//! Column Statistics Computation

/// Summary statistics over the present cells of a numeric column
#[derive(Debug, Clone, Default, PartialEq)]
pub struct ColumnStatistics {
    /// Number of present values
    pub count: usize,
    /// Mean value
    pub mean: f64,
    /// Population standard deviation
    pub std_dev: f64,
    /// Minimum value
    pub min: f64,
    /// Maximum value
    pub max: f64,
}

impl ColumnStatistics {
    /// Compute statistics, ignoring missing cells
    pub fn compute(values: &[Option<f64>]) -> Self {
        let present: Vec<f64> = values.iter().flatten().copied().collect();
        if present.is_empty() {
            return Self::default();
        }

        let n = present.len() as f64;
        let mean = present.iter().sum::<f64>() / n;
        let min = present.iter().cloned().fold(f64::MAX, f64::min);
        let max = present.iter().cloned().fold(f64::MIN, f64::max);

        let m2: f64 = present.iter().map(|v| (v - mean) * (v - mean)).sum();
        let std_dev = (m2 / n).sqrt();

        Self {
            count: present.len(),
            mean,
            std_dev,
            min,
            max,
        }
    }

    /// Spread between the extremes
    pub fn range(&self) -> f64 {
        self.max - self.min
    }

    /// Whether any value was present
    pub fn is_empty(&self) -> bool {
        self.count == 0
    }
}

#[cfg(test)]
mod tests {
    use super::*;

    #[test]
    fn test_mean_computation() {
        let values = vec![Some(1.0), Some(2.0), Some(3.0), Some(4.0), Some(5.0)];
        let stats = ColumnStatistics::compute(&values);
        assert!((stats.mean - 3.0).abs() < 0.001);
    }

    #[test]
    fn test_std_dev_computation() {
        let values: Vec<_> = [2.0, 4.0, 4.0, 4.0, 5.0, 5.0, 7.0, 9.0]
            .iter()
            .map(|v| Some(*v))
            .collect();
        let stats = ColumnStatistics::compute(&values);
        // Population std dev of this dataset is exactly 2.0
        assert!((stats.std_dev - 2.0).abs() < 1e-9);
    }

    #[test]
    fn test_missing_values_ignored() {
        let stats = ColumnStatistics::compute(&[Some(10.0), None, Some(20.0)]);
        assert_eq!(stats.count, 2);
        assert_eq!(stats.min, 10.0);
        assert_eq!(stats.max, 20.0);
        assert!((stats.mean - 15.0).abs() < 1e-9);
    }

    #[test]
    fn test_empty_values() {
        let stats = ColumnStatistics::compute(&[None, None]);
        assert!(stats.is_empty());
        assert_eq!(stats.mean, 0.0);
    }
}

■ ■ ■

Beginning with the first line and ending with the last, restate the data word for word.

//! Column Statistics Computation

/// Summary statistics over the present cells of a numeric column
#[derive(Debug, Clone, Default, PartialEq)]
pub struct ColumnStatistics {
    /// Number of present values
    pub count: usize,
    /// Mean value
    pub mean: f64,
    /// Population standard deviation
    pub std_dev: f64,
    /// Minimum value
    pub min: f64,
    /// Maximum value
    pub max: f64,
}

impl ColumnStatistics {
    /// Compute statistics, ignoring missing cells
    pub fn compute(values: &[Option<f64>]) -> Self {
        let present: Vec<f64> = values.iter().flatten().copied().collect();
        if present.is_empty() {
            return Self::default();
        }

        let n = present.len() as f64;
        let mean = present.iter().sum::<f64>() / n;
        let min = present.iter().cloned().fold(f64::MAX, f64::min);
        let max = present.iter().cloned().fold(f64::MIN, f64::max);

        let m2: f64 = present.iter().map(|v| (v - mean) * (v - mean)).sum();
        let std_dev = (m2 / n).sqrt();

        Self {
            count: present.len(),
            mean,
            std_dev,
            min,
            max,
        }
    }

    /// Spread between the extremes
    pub fn range(&self) -> f64 {
        self.max - self.min
    }

    /// Whether any value was present
    pub fn is_empty(&self) -> bool {
        self.count == 0
    }
}

#[cfg(test)]
mod tests {
    use super::*;

    #[test]
    fn test_mean_computation() {
        let values = vec![Some(1.0), Some(2.0), Some(3.0), Some(4.0), Some(5.0)];
        let stats = ColumnStatistics::compute(&values);
        assert!((stats.mean - 3.0).abs() < 0.001);
    }

    #[test]
    fn test_std_dev_computation() {
        let values: Vec<_> = [2.0, 4.0, 4.0, 4.0, 5.0, 5.0, 7.0, 9.0]
            .iter()
            .map(|v| Some(*v))
            .collect();
        let stats = ColumnStatistics::compute(&values);
        // Population std dev of this dataset is exactly 2.0
        assert!((stats.std_dev - 2.0).abs() < 1e-9);
    }

    #[test]
    fn test_missing_values_ignored() {
        let stats = ColumnStatistics::compute(&[Some(10.0), None, Some(20.0)]);
        assert_eq!(stats.count, 2);
        assert_eq!(stats.min, 10.0);
        assert_eq!(stats.max, 20.0);
        assert!((stats.mean - 15.0).abs() < 1e-9);
    }

    #[test]
    fn test_empty_values() {
        let stats = ColumnStatistics::compute(&[None, None]);
        assert!(stats.is_empty());
        assert_eq!(stats.mean, 0.0);
    }
}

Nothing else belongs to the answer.